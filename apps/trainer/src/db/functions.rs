//! SQL functions registered on every connection.

use rusqlite::functions::FunctionFlags;
use rusqlite::Connection;
use vocab_core::checked_distance;

/// Name of the bounded edit distance function inside SQL.
pub const EDIT_DISTANCE: &str = "edit_distance";

/// Register `edit_distance(a, b, threshold)`.
///
/// Returns the Levenshtein distance when it is within `threshold`, `-1`
/// otherwise, and raises an SQL error for NULL operands or a negative threshold.
pub fn register(conn: &Connection) -> rusqlite::Result<()> {
    conn.create_scalar_function(
        EDIT_DISTANCE,
        3,
        FunctionFlags::SQLITE_UTF8 | FunctionFlags::SQLITE_DETERMINISTIC,
        |ctx| {
            let a: Option<String> = ctx.get(0)?;
            let b: Option<String> = ctx.get(1)?;
            let threshold: i64 = ctx.get(2)?;
            checked_distance(a.as_deref(), b.as_deref(), threshold)
                .map_err(|err| rusqlite::Error::UserFunctionError(Box::new(err)))
        },
    )
}
//! Core types for the vocabulary trainer.

use chrono::{DateTime, Days, NaiveDate, Utc};
use serde::{Deserialize, Serialize};

/// Kind of repeatable dictionary item.
#[derive(Debug, Clone, Copy, PartialEq, Eq, Hash, Serialize, Deserialize)]
#[serde(rename_all = "snake_case")]
pub enum ItemKind {
    Word,
    Expression,
}

impl ItemKind {
    pub const ALL: [ItemKind; 2] = [ItemKind::Word, ItemKind::Expression];

    /// Get the kind name as a string.
    pub fn as_str(&self) -> &'static str {
        match self {
            Self::Word => "word",
            Self::Expression => "expression",
        }
    }
}

/// Learning direction; every item is scheduled independently in each one.
#[derive(Debug, Clone, Copy, PartialEq, Eq, Hash, Serialize, Deserialize)]
#[serde(rename_all = "snake_case")]
pub enum Direction {
    ForeignToNative,
    NativeToForeign,
}

impl Direction {
    pub const ALL: [Direction; 2] = [Direction::ForeignToNative, Direction::NativeToForeign];

    /// Get the direction name as a string.
    pub fn as_str(&self) -> &'static str {
        match self {
            Self::ForeignToNative => "foreign_to_native",
            Self::NativeToForeign => "native_to_foreign",
        }
    }
}

/// Result of a repetition event.
#[derive(Debug, Clone, Copy, PartialEq, Eq, Serialize, Deserialize)]
#[serde(rename_all = "snake_case")]
pub enum Outcome {
    Remembered,
    Forgotten,
}

impl Outcome {
    pub fn from_remembered(remembered: bool) -> Self {
        if remembered {
            Self::Remembered
        } else {
            Self::Forgotten
        }
    }
}

/// Scheduling state of one item in one direction.
#[derive(Debug, Clone, Copy, PartialEq, Eq, Serialize, Deserialize)]
pub struct RepeatSchedule {
    /// Days between repetitions; always a member of the owner's interval registry.
    pub interval: i64,
    pub last_repeat_date: NaiveDate,
}

impl RepeatSchedule {
    pub fn new(interval: i64, last_repeat_date: NaiveDate) -> Self {
        Self {
            interval,
            last_repeat_date,
        }
    }

    /// `last_repeat_date + interval` days, saturating at the calendar maximum.
    pub fn next_repeat_date(&self) -> NaiveDate {
        u64::try_from(self.interval)
            .ok()
            .and_then(|days| self.last_repeat_date.checked_add_days(Days::new(days)))
            .unwrap_or(NaiveDate::MAX)
    }

    /// Whether the item should be repeated on `today`.
    pub fn is_due(&self, today: NaiveDate) -> bool {
        self.next_repeat_date() <= today
    }
}

/// Registered user owning an interval registry and dictionary items.
#[derive(Debug, Clone, PartialEq, Eq, Serialize, Deserialize)]
pub struct User {
    pub id: i64,
    pub name: String,
    pub created_at: DateTime<Utc>,
}

/// Word or expression with its two schedules.
#[derive(Debug, Clone, PartialEq, Eq, Serialize, Deserialize)]
pub struct Item {
    pub id: i64,
    pub kind: ItemKind,
    pub user_id: i64,
    pub value: String,
    #[serde(skip_serializing_if = "Option::is_none")]
    pub note: Option<String>,
    pub foreign_to_native: RepeatSchedule,
    pub native_to_foreign: RepeatSchedule,
}

impl Item {
    /// Schedule for the given direction.
    pub fn schedule(&self, direction: Direction) -> &RepeatSchedule {
        match direction {
            Direction::ForeignToNative => &self.foreign_to_native,
            Direction::NativeToForeign => &self.native_to_foreign,
        }
    }

    pub fn schedule_mut(&mut self, direction: Direction) -> &mut RepeatSchedule {
        match direction {
            Direction::ForeignToNative => &mut self.foreign_to_native,
            Direction::NativeToForeign => &mut self.native_to_foreign,
        }
    }
}

/// Item matched by approximate spelling.
#[derive(Debug, Clone, PartialEq, Eq, Serialize, Deserialize)]
pub struct SimilarItem {
    pub item: Item,
    pub distance: usize,
}

/// Limit/offset window over an ordered listing.
#[derive(Debug, Clone, Copy, PartialEq, Eq, Serialize, Deserialize)]
pub struct Page {
    pub limit: usize,
    pub offset: usize,
}

impl Page {
    pub fn new(limit: usize, offset: usize) -> Self {
        Self { limit, offset }
    }

    pub fn first(limit: usize) -> Self {
        Self { limit, offset: 0 }
    }
}

impl Default for Page {
    fn default() -> Self {
        Self {
            limit: 50,
            offset: 0,
        }
    }
}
☆ ☆ ☆ ☆ ☆
Determine the number of lines in the listing above containing the word "enum"; respond with that figure only.

3